Confirmation bias describes the tendency to look for, or interpret information in a way that is consistent with one’s existing beliefs.
Confirmation bias is where people seek, interpret and remember information in a way that confirms their existing ideas. It is often unintentional and results in ignoring information that goes counter to one’s convictions. Existing beliefs can include one’s expectations in a given situation and predictions about a particular outcome.
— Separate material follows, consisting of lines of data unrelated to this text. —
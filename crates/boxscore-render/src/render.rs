//! Pure annotation transform: image + detections -> pixel buffer.

use std::path::{Path, PathBuf};
use std::sync::Arc;

use ab_glyph::{FontVec, PxScale};
use image::{DynamicImage, Rgba, RgbaImage};
use imageproc::drawing::{draw_hollow_rect_mut, draw_text_mut};
use imageproc::rect::Rect;
use tracing::debug;

use boxscore_models::DetectionSet;

use crate::error::{RenderError, RenderResult};
use crate::persist::save_annotated;

/// A loaded TTF/OTF font for label text, shareable across renders.
#[derive(Clone)]
pub struct LabelFont(Arc<FontVec>);

impl LabelFont {
    /// Load a font from a TTF/OTF file.
    pub fn from_file(path: impl AsRef<Path>) -> RenderResult<Self> {
        let path = path.as_ref();
        let font_load = |detail: String| RenderError::FontLoad {
            path: path.to_path_buf(),
            detail,
        };
        let bytes = std::fs::read(path).map_err(|e| font_load(e.to_string()))?;
        let font = FontVec::try_from_vec(bytes).map_err(|e| font_load(e.to_string()))?;
        Ok(Self(Arc::new(font)))
    }
}

impl std::fmt::Debug for LabelFont {
    fn fmt(&self, f: &mut std::fmt::Formatter<'_>) -> std::fmt::Result {
        f.write_str("LabelFont")
    }
}

/// Rendering options, explicit per call rather than ambient.
#[derive(Debug, Clone)]
pub struct RenderOptions {
    /// Only detections scoring strictly above this are drawn
    pub min_score: f64,
    /// Box and label color
    pub color: Rgba<u8>,
    /// Box edge thickness in pixels
    pub thickness: u32,
    /// Font for label text; boxes are drawn without text when absent
    pub font: Option<LabelFont>,
    /// Label text height in pixels
    pub font_scale: f32,
    /// Resize the image to this size before drawing
    pub target_size: Option<(u32, u32)>,
}

impl Default for RenderOptions {
    fn default() -> Self {
        Self {
            min_score: 0.5,
            color: Rgba([255, 64, 64, 255]),
            thickness: 2,
            font: None,
            font_scale: 16.0,
            target_size: None,
        }
    }
}

/// Draw one rectangle (and label, when a font is available) per detection
/// scoring above `options.min_score`.
///
/// Pure with respect to the filesystem: the input image is not modified and
/// nothing is written anywhere. Box coordinates are denormalized against
/// the (possibly resized) image dimensions.
pub fn annotate(
    image: &DynamicImage,
    set: &DetectionSet,
    options: &RenderOptions,
) -> RenderResult<RgbaImage> {
    let mut canvas = match options.target_size {
        Some((w, h)) => image
            .resize_exact(w, h, image::imageops::FilterType::Triangle)
            .to_rgba8(),
        None => image.to_rgba8(),
    };
    let (width, height) = canvas.dimensions();

    let mut drawn = 0usize;
    for detection in set.iter().filter(|d| d.score > options.min_score) {
        let (x0, y0, x1, y1) = detection.bounds.to_pixels(width, height);
        draw_box_edges(&mut canvas, x0, y0, x1, y1, options);

        if let Some(font) = &options.font {
            let text = format!("{} {:.2}", detection.label, detection.score);
            let text_y = y0.saturating_sub(options.font_scale as u32 + 2);
            draw_text_mut(
                &mut canvas,
                options.color,
                x0 as i32,
                text_y as i32,
                PxScale::from(options.font_scale),
                font.0.as_ref(),
                &text,
            );
        }
        drawn += 1;
    }

    debug!(
        image = set.image_reference(),
        detections = set.len(),
        drawn,
        "Annotated image"
    );

    Ok(canvas)
}

/// Load the image behind `image_path`, annotate it, and persist the result.
pub fn render_to_file(
    image_path: impl AsRef<Path>,
    set: &DetectionSet,
    options: &RenderOptions,
    out_path: impl AsRef<Path>,
) -> RenderResult<PathBuf> {
    let image = image::open(image_path.as_ref())?;
    let annotated = annotate(&image, set, options)?;
    save_annotated(&annotated, out_path.as_ref())?;
    Ok(out_path.as_ref().to_path_buf())
}

/// Draw a hollow rectangle with the requested edge thickness by insetting
/// one-pixel rectangles.
fn draw_box_edges(canvas: &mut RgbaImage, x0: u32, y0: u32, x1: u32, y1: u32, options: &RenderOptions) {
    for t in 0..options.thickness {
        let left = x0.saturating_add(t);
        let top = y0.saturating_add(t);
        let right = x1.saturating_sub(t);
        let bottom = y1.saturating_sub(t);
        if left >= right || top >= bottom {
            break;
        }
        // pixel bounds are inclusive on both edges
        let rect = Rect::at(left as i32, top as i32).of_size(right - left + 1, bottom - top + 1);
        draw_hollow_rect_mut(canvas, rect, options.color);
    }
}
Confirmation bias is especially pronounced where information supports when an issue is perceived as relevant or important for an individual.
What to watch out for
Challenge your own convictions
When developing hypotheses for important questions make sure to avoid confirmation bias. One popular way to do this is to … In a team you can use methods like “red-team-blue-team” or “pre-mortems”. In the former you assign random people to argue for a certain decision and others to argue against it. In a pre-mortem you collectively outline a hypothetical in which the conviction you hold was false and led to a bad decision. Both methods force you to take the other side of the argument and thus challenge your convictions.
Hold yourself accountable
Use quantifiable KPIs to determine whether you made a good or bad decision. This way you can hold yourself accountable for adverse outcomes. But watch out: Your confirmation bias might lead you to measure only KPIs that paint a positive picture of the situation. Be honest with yourself and select only KPIs that truly matter to the issue at hand.